I might add that I'm sure the hard core realization that my husband of almost 15 years IS really a woman, not just wants to be one, will take a little time to solidify. But I'm going to try my best, and I think I can get there :)
I wish you both well. Keep the lines of communication open between you.
Sam1234
Quote from: AveryAsh on February 09, 2015, 09:23:58 PM
I might add that I'm sure the hard core realization that my husband of almost 15 years IS really a woman, not just wants to be one, will take a little time to solidify. But I'm going to try my best, and I think I can get there :)
You just get more awesome every time you post!
Hi AveryAsh,
What a wonderful story thank you sharing. You will be a wonderful support system through this process.
Quote from: jeni on February 10, 2015, 09:20:39 AM
You just get more awesome every time you post!
Awww... Jennifer (or, are?) you are so awesome yourself! You were (and still are) such an amazing support to my "husband" on here in the very beginning and I am so grateful to you for that. Sometimes when I stop to think about how lonely and hopeless she must have felt and for how long it just makes me cry. I wish I could have been there for her earlier somehow, but know full well that the time would not have been right. I would not have been as ready to understand or as fearless and confident myself in standing up for her, and us, against whatever we may face.
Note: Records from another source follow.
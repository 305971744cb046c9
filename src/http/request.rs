//! The request object handed to a route's validator and action.
//!
//! Immutable from the handler's point of view except for `variables`
//! (§3 Data model). The body is attached by the dispatcher once framing
//! has been decided, after the parser has produced the head section.

use crate::http::HttpMethod;
use crate::http::HttpVersion;
use crate::http::headers::HeaderMap;
use crate::http::stream_codec::BodyReader;
use crate::http::url::Url;
use crate::net::context::Context;
use indexmap::IndexMap;
use std::sync::Arc;

/// Free-form key → value map populated by the dispatcher from query
/// parameters, path captures, and form fields, in that precedence order
/// (§6 "Variable map keys").
#[derive(Default)]
pub struct RequestVariables {
    store: IndexMap<String, String>,
}

impl RequestVariables {
    pub fn new() -> Self {
        Self {
            store: IndexMap::new(),
        }
    }

    pub fn insert_or_assign(&mut self, key: String, value: String) {
        self.store.insert(key, value);
    }

    pub fn get(&self, key: &str) -> Option<&str> {
        self.store.get(key).map(String::as_str)
    }

    pub fn contains(&self, key: &str) -> bool {
        self.store.contains_key(key)
    }

    pub fn len(&self) -> usize {
        self.store.len()
    }

    pub fn is_empty(&self) -> bool {
        self.store.is_empty()
    }

    pub fn iter(&self) -> impl Iterator<Item = (&str, &str)> {
        self.store.iter().map(|(k, v)| (k.as_str(), v.as_str()))
    }
}

pub struct Request {
    pub method: HttpMethod,
    pub version: HttpVersion,
    pub uri: String,
    pub url: Url,
    pub headers: HeaderMap,
    pub variables: RequestVariables,
    body: Option<BodyReader>,
    context: Option<Arc<Context>>,
}

impl Request {
    /// An empty request shell, filled in by the parser as it progresses
    /// through the request line and headers.
    pub fn empty() -> Self {
        Self {
            method: HttpMethod::Unknown,
            version: HttpVersion::V1_1,
            uri: String::new(),
            url: Url::parse(""),
            headers: HeaderMap::new(),
            variables: RequestVariables::new(),
            body: None,
            context: None,
        }
    }

    /// Attaches the body stream once the dispatcher has decided framing.
    pub fn attach_body(&mut self, body: BodyReader) {
        self.body = Some(body);
    }

    /// Attaches the per-task [`Context`], the request's back-pointer for
    /// registering ancillary descriptors (§3 Data model).
    pub fn attach_context(&mut self, context: Arc<Context>) {
        self.context = Some(context);
    }

    pub fn context(&self) -> &Context {
        self.context
            .as_deref()
            .expect("request context read before it was attached")
    }

    pub fn body(&mut self) -> &mut BodyReader {
        self.body
            .as_mut()
            .expect("request body read before it was attached")
    }

    /// Trailing headers, populated only once the chunked body has reached
    /// end-of-stream (§3 Data model, §4.6).
    pub fn trailers(&self) -> &HeaderMap {
        self.body
            .as_ref()
            .expect("request body not attached")
            .trailers()
    }
}

#[cfg(test)]
mod tests {
    use super::*;

    #[test]
    fn variables_later_insert_overwrites_earlier() {
        let mut vars = RequestVariables::new();
        vars.insert_or_assign("id".to_string(), "from-query".to_string());
        vars.insert_or_assign("id".to_string(), "from-path".to_string());
        assert_eq!(vars.get("id"), Some("from-path"));
    }

    #[test]
    fn variables_missing_key_is_none() {
        let vars = RequestVariables::new();
        assert_eq!(vars.get("missing"), None);
    }
}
I think I will transition to using "she" as opposed to he, at least on here. I can't yet in daily life, but I find myself almost needing to use it when I am speaking to myself and it makes me smile and carries such a sense of joy with the idea of changing those simple yet powerful words.
Reading all of this just warms my heart :)
Hi AveryAsh and welcome to Susan's. It wonderful when couples can grow together during the transition period. Thank you for this wonderful story.